Un incontro da cui è emersa, forte, la necessità di ragionare su un vero e proprio New Deal economico e sociale che possa costituire la base attorno alla quale edificare la proposta socialdemocratica per il futuro. “C’è un deficit drammatico per quanto riguarda gli investimenti – spiega Machnig – 300 miliardi in meno rispetto ai tempi prima della crisi. Dobbiamo invertire questa tendenza, soprattutto per quanto riguarda gli incentivi agli investimenti privati. Se pensiamo alla banda larga, per esempio, abbiamo di investimenti pari a 100 miliardi l’anno per i prossimi dieci anni”.

Una situazione finanziaria, quella europea, che ormai fatica a nascondere (e anche a spiegare a se stessa) una piccola grande contraddizione, che Sandro Gozi spiega così: “Il mondo è pieno di liquidità ma non riusciamo a farla convergere verso gli investimenti di cui c’è bisogno“. A conferma di ciò, sottolinea ancora Machnig, “il costo del denaro, grazie al lavoro della Bce, si è abbassato drasticamente ma non siamo riusciti a raggiungere gli obiettivi sperati, né sul lato degli investimenti né sul lato dell’inflazione”.

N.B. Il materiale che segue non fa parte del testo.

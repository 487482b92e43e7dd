//! Shared domain types for Nexus.
//!
//! This crate contains the domain types used across the Nexus platform:
//! bots, teams, team collaboration sessions, LLM request/response shapes,
//! global configuration, and their associated error types.
//!
//! Zero infrastructure dependencies -- only serde, uuid, chrono, thiserror.

pub mod bot;
pub mod config;
pub mod error;
pub mod llm;
pub mod session;
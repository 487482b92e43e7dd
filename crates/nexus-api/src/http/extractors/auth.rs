//! API key authentication extractor.
//!
//! Extracts and verifies API keys from:
//! - `Authorization: Bearer <key>` header
//! - `X-API-Key: <key>` header
//!
//! Keys are SHA-256 hashed and compared against the `api_keys` table. The
//! matching row names the user the request acts for.

use aes_gcm::aead::{OsRng, rand_core::RngCore};
use axum::extract::FromRequestParts;
use axum::http::HeaderMap;
use axum::http::request::Parts;
use sha2::{Digest, Sha256};
use sqlx::Row;

use nexus_infra::sqlite::pool::DatabasePool;

use crate::http::error::AppError;
use crate::state::AppState;

/// Prefix on every generated key, so keys are recognizable in configs and logs.
pub const API_KEY_PREFIX: &str = "nexus_";

/// The user an authenticated request acts for.
#[derive(Debug, Clone)]
pub struct Authenticated {
    pub user_id: String,
}

impl FromRequestParts<AppState> for Authenticated {
    type Rejection = AppError;

    async fn from_request_parts(
        parts: &mut Parts,
        state: &AppState,
    ) -> Result<Self, Self::Rejection> {
        let api_key = extract_api_key(&parts.headers)?;
        let key_hash = hash_api_key(&api_key);

        let row = sqlx::query("SELECT id, user_id FROM api_keys WHERE key_hash = ?")
            .bind(&key_hash)
            .fetch_optional(&state.db_pool.reader)
            .await
            .map_err(|e| AppError::Internal(format!("Database error: {e}")))?;

        let Some(row) = row else {
            return Err(AppError::Unauthorized(
                "Invalid API key. Provide a valid key via 'Authorization: Bearer <key>' or 'X-API-Key: <key>' header.".to_string(),
            ));
        };

        // Best effort: a failed timestamp update never fails the request.
        let id: String = row.get("id");
        let now = chrono::Utc::now().to_rfc3339();
        if let Err(e) = sqlx::query("UPDATE api_keys SET last_used_at = ? WHERE id = ?")
            .bind(&now)
            .bind(&id)
            .execute(&state.db_pool.writer)
            .await
        {
            tracing::debug!(error = %e, "failed to record api key use");
        }

        Ok(Authenticated {
            user_id: row.get("user_id"),
        })
    }
}

/// Extract the API key from request headers.
fn extract_api_key(headers: &HeaderMap) -> Result<String, AppError> {
    if let Some(auth) = headers.get("authorization") {
        let auth_str = auth.to_str().map_err(|_| {
            AppError::Unauthorized("Invalid Authorization header encoding".to_string())
        })?;
        if let Some(key) = auth_str.strip_prefix("Bearer ") {
            return Ok(key.trim().to_string());
        }
    }

    if let Some(key) = headers.get("x-api-key") {
        let key_str = key.to_str().map_err(|_| {
            AppError::Unauthorized("Invalid X-API-Key header encoding".to_string())
        })?;
        return Ok(key_str.trim().to_string());
    }

    Err(AppError::Unauthorized(
        "Missing API key. Provide via 'Authorization: Bearer <key>' or 'X-API-Key: <key>' header.".to_string(),
    ))
}

/// Compute SHA-256 hash of an API key (lowercase hex).
pub fn hash_api_key(key: &str) -> String {
    let digest = Sha256::digest(key.as_bytes());
    format!("{:x}", digest)
}

/// Generate a new API key for `user_id` and store its hash.
///
/// Returns the plaintext key; only the hash is kept, so it cannot be shown again.
pub async fn create_api_key(
    pool: &DatabasePool,
    user_id: &str,
    name: &str,
) -> anyhow::Result<String> {
    let mut key_bytes = [0u8; 32];
    OsRng.fill_bytes(&mut key_bytes);
    let plaintext_key = format!(
        "{API_KEY_PREFIX}{}",
        key_bytes.iter().map(|b| format!("{b:02x}")).collect::<String>()
    );

    let id = uuid::Uuid::now_v7().to_string();
    let now = chrono::Utc::now().to_rfc3339();
    sqlx::query(
        "INSERT INTO api_keys (id, user_id, key_hash, name, created_at) VALUES (?, ?, ?, ?, ?)",
    )
    .bind(&id)
    .bind(user_id)
    .bind(hash_api_key(&plaintext_key))
    .bind(name)
    .bind(&now)
    .execute(&pool.writer)
    .await?;

    tracing::info!(user_id, name, "created api key");
    Ok(plaintext_key)
}

/// Create a first key for `user_id` when the table is empty.
///
/// Returns `None` when any key already exists.
pub async fn ensure_api_key(pool: &DatabasePool, user_id: &str) -> anyhow::Result<Option<String>> {
    let existing: Option<(String,)> = sqlx::query_as("SELECT id FROM api_keys LIMIT 1")
        .fetch_optional(&pool.reader)
        .await?;
    if existing.is_some() {
        return Ok(None);
    }
    Ok(Some(create_api_key(pool, user_id, "default").await?))
}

Che fare ora per uscire da questa situazione? Lo scoglio principale da superare per far ripartire gli investimenti pubblici è rappresentato dal vincolo del pareggio di bilancio, oggetto di svariate richieste di maggiore flessibilità da parte di molti paesi membri dell’Unione, tra cui proprio l’Italia. Secondo Machnig, “la formula giusta è quella proposta tempo fa da Angela Merkel: sì ad incentivi fiscali in cambio di riforme strutturali da parte dei governi“. Una cosa è certa, ribadisce l’esponente della Spd, “da questa contraddizione si esce solo a livello europeo e da questo dipende la possibilità di rivitalizzare gli investimenti”.

Se dal punto di vista economico, come riconosce Enzo Amendola, “c’è una classe dirigente che è consapevole dei problemi e del fatto che questi devono essere risolti”, dal punto di vista politico, sottolinea ancora Machnig, “c’è bisogno di una narrazione macroeconomica che abbia ripercussioni tangibili sul lato sociale”. L’esplosione dei fenomeni populisti fa paura al mondo socialdemocratico e necessita di una risposta importante. “Per la prima volta dal dopoguerra – racconta il sottosegretario tedesco – in Germania c’è qualcosa più a destra dei cristiano-democratici (Alternative für Deutschland, ndr) e questo non può essere dovuto solo alla questione migranti: c’è un’intera classe sociale, il ceto medio, che ha perso potere d’acquisto, che ha visto crescere i propri salari reale ma ha visto anche quelli nominali rimanere agli stessi livelli degli anni Novanta. E’ lì che dobbiamo andare ad incidere se vogliamo combattere i populisti, in Germania come in Italia, in Svezia come in Austria”.

Una nuova narrazione economica che, ricorda Silvia Fregolent, “deve avere il coraggio di guardare al di là dell’economia tradizionale per concentrarsi su nuove formule come per esempio il crowdfunding” e che, come sottolinea Gozi, “potrebbe guardare a modelli come quello del social housing in Gran Bretagna” e che faccia della formazione professionale uno strumento per favorire l’occupazione, soprattutto giovanile.

A questa nuova narrazione economica, però, va affiancata una forte, nuova narrazione politica. E, secondo Enzo Amendola, questo tipo di narrazione non ammette tentennamenti: “Dobbiamo spingere sull’integrazione europea, costi quel che costi. Uno dei problemi della sinistra europea degli ultimi anni è stato proprio quello di aver avuto una posizione troppo tiepida da questo punto di vista. Se restiamo tiepidi, le forze populiste ci mangiano”. Una posizione, questa, su cui concordano anche Gozi, che ricorda come i socialdemocratici debbano elaborare una risposta al referendum sulla Brexit qualunque sia il risultato, e Machnig, secondo il quale l’anno decisivo per far ripartire il processo di riforma delle istituzioni europea deve essere il 2017, appena dopo le elezioni in Germania e in Francia. Con l’augurio che il voto dei cittadini dia un messaggio di speranza in questo senso.